(Stored items)
*** Begin section ***

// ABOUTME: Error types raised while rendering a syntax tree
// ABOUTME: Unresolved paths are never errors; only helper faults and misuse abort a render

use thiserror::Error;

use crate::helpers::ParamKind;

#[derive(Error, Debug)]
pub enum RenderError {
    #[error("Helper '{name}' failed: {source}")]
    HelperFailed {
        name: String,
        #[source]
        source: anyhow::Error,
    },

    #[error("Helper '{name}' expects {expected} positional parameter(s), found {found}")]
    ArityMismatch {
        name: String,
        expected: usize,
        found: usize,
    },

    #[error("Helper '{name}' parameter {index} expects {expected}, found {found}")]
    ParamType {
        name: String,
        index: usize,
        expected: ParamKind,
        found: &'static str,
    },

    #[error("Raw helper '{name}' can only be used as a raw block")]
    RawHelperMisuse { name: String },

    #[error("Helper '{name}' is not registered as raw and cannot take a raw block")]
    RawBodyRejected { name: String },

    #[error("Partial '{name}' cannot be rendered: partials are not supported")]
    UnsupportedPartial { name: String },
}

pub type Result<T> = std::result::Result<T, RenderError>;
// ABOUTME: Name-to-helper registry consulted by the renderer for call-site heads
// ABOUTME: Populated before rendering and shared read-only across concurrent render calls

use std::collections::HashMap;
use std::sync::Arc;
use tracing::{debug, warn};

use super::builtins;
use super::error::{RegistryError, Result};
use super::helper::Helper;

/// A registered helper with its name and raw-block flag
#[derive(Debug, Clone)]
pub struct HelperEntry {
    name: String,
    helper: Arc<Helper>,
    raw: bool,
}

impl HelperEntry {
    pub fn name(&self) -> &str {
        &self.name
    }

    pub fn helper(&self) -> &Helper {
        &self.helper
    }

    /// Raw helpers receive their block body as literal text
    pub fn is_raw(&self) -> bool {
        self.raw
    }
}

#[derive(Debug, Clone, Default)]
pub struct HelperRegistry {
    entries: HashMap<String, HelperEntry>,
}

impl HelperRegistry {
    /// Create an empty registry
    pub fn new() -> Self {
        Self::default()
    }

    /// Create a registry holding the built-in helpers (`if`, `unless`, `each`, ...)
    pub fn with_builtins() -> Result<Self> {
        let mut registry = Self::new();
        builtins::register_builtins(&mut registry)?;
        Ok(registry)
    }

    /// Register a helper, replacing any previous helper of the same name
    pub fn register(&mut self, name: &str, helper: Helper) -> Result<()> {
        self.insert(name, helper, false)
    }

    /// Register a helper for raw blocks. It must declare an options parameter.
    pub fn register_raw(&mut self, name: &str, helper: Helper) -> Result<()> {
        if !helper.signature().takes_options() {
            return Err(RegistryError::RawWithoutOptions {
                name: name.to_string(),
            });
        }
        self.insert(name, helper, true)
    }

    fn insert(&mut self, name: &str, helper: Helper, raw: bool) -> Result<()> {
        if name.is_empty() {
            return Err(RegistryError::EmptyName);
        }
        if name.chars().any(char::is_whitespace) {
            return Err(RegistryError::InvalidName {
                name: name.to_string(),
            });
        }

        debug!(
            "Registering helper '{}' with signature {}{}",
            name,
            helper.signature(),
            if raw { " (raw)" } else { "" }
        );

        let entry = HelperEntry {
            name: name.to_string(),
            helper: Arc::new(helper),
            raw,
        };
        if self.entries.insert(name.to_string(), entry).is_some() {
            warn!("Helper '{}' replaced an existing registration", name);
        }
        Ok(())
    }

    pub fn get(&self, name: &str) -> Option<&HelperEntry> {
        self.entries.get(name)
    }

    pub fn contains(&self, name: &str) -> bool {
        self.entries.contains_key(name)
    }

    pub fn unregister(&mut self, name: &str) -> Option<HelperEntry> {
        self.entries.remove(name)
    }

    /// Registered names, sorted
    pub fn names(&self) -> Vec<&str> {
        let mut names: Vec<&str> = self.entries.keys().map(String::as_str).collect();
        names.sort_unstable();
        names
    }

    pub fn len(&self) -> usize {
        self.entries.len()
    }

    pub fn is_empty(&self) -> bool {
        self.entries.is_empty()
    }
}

*** End section ***
*** Begin section ***

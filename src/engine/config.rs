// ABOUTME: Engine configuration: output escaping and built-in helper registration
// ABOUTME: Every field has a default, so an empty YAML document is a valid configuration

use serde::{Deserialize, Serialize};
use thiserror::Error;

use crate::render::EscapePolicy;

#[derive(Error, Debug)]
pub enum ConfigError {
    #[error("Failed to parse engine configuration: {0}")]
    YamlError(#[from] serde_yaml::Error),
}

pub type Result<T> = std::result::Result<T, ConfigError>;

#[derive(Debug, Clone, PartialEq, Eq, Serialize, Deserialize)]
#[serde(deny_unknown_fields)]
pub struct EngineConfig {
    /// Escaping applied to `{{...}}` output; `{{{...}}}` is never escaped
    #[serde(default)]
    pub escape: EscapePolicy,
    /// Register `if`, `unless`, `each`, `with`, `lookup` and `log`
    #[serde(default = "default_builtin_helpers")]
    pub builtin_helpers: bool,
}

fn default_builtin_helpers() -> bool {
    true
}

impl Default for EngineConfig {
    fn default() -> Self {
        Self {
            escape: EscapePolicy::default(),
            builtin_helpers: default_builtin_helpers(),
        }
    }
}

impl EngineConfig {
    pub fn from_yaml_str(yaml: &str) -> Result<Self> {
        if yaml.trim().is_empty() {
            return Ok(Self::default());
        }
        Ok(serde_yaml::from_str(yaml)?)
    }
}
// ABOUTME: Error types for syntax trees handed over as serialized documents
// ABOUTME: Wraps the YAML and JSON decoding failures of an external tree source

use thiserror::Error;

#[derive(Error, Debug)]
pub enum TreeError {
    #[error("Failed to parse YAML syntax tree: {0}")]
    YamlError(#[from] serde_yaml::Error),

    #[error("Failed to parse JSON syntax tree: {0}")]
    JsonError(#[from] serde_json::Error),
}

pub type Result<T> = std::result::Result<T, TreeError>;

*** End section ***
*** Begin section ***

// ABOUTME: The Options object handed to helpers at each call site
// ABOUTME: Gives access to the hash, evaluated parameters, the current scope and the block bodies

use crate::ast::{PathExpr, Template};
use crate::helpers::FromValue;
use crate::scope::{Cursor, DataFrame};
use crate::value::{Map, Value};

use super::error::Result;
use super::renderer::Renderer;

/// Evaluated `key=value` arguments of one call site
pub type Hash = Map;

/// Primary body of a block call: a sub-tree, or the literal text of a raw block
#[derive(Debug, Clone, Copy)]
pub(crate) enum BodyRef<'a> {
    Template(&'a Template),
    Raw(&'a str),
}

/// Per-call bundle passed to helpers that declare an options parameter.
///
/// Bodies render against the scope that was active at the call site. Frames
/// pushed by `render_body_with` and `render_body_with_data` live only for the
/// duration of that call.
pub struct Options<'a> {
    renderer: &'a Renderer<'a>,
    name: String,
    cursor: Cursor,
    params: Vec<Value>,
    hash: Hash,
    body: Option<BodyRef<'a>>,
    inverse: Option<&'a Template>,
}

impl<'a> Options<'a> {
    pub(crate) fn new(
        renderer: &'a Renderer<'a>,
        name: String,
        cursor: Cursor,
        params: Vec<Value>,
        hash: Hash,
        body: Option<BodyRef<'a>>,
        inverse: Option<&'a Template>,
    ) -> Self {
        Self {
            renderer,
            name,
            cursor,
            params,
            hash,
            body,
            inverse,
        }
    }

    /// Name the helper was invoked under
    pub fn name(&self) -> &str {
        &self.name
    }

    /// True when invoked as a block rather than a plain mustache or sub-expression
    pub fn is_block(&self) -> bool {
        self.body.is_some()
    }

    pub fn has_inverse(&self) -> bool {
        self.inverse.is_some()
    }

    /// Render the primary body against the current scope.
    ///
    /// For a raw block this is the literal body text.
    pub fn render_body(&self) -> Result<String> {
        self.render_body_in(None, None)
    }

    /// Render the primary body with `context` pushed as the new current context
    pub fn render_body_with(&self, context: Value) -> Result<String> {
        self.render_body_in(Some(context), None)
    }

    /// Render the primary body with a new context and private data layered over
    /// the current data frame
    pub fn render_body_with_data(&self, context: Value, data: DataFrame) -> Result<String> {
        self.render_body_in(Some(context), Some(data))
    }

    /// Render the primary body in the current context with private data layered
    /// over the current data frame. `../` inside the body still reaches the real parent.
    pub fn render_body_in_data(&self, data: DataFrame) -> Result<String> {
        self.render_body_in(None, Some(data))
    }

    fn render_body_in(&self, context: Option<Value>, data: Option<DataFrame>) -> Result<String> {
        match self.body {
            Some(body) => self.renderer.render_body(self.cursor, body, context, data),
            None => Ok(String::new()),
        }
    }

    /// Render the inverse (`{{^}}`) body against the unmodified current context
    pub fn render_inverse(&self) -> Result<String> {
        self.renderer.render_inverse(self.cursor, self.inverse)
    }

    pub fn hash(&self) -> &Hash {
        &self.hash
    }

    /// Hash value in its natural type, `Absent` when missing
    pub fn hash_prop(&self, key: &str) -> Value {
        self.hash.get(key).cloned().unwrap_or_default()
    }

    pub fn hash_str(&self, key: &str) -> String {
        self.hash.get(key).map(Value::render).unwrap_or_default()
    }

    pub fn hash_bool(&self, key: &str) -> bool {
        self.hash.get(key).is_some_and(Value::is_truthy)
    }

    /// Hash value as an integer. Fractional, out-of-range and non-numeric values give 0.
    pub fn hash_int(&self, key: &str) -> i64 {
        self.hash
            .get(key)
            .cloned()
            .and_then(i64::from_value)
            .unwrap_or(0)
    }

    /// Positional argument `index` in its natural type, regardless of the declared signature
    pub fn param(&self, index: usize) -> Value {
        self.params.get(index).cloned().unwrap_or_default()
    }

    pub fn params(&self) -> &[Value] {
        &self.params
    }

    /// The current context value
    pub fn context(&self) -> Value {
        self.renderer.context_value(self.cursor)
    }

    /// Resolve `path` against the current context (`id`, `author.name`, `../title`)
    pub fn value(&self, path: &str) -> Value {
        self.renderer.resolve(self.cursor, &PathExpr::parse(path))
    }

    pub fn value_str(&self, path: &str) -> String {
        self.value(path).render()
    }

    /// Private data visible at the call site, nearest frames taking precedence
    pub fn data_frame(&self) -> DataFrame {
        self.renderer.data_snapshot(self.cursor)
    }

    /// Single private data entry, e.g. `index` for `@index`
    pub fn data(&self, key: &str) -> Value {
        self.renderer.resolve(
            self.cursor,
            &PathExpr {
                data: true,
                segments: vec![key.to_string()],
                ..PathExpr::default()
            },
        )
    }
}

*** End section ***

- [Work to be completed]: Scan the data above and copy every line with "expects" in it.

- [Solution below]:
    #[error("Helper '{name}' expects {expected} positional parameter(s), found {found}")]
    #[error("Helper '{name}' parameter {index} expects {expected}, found {found}")]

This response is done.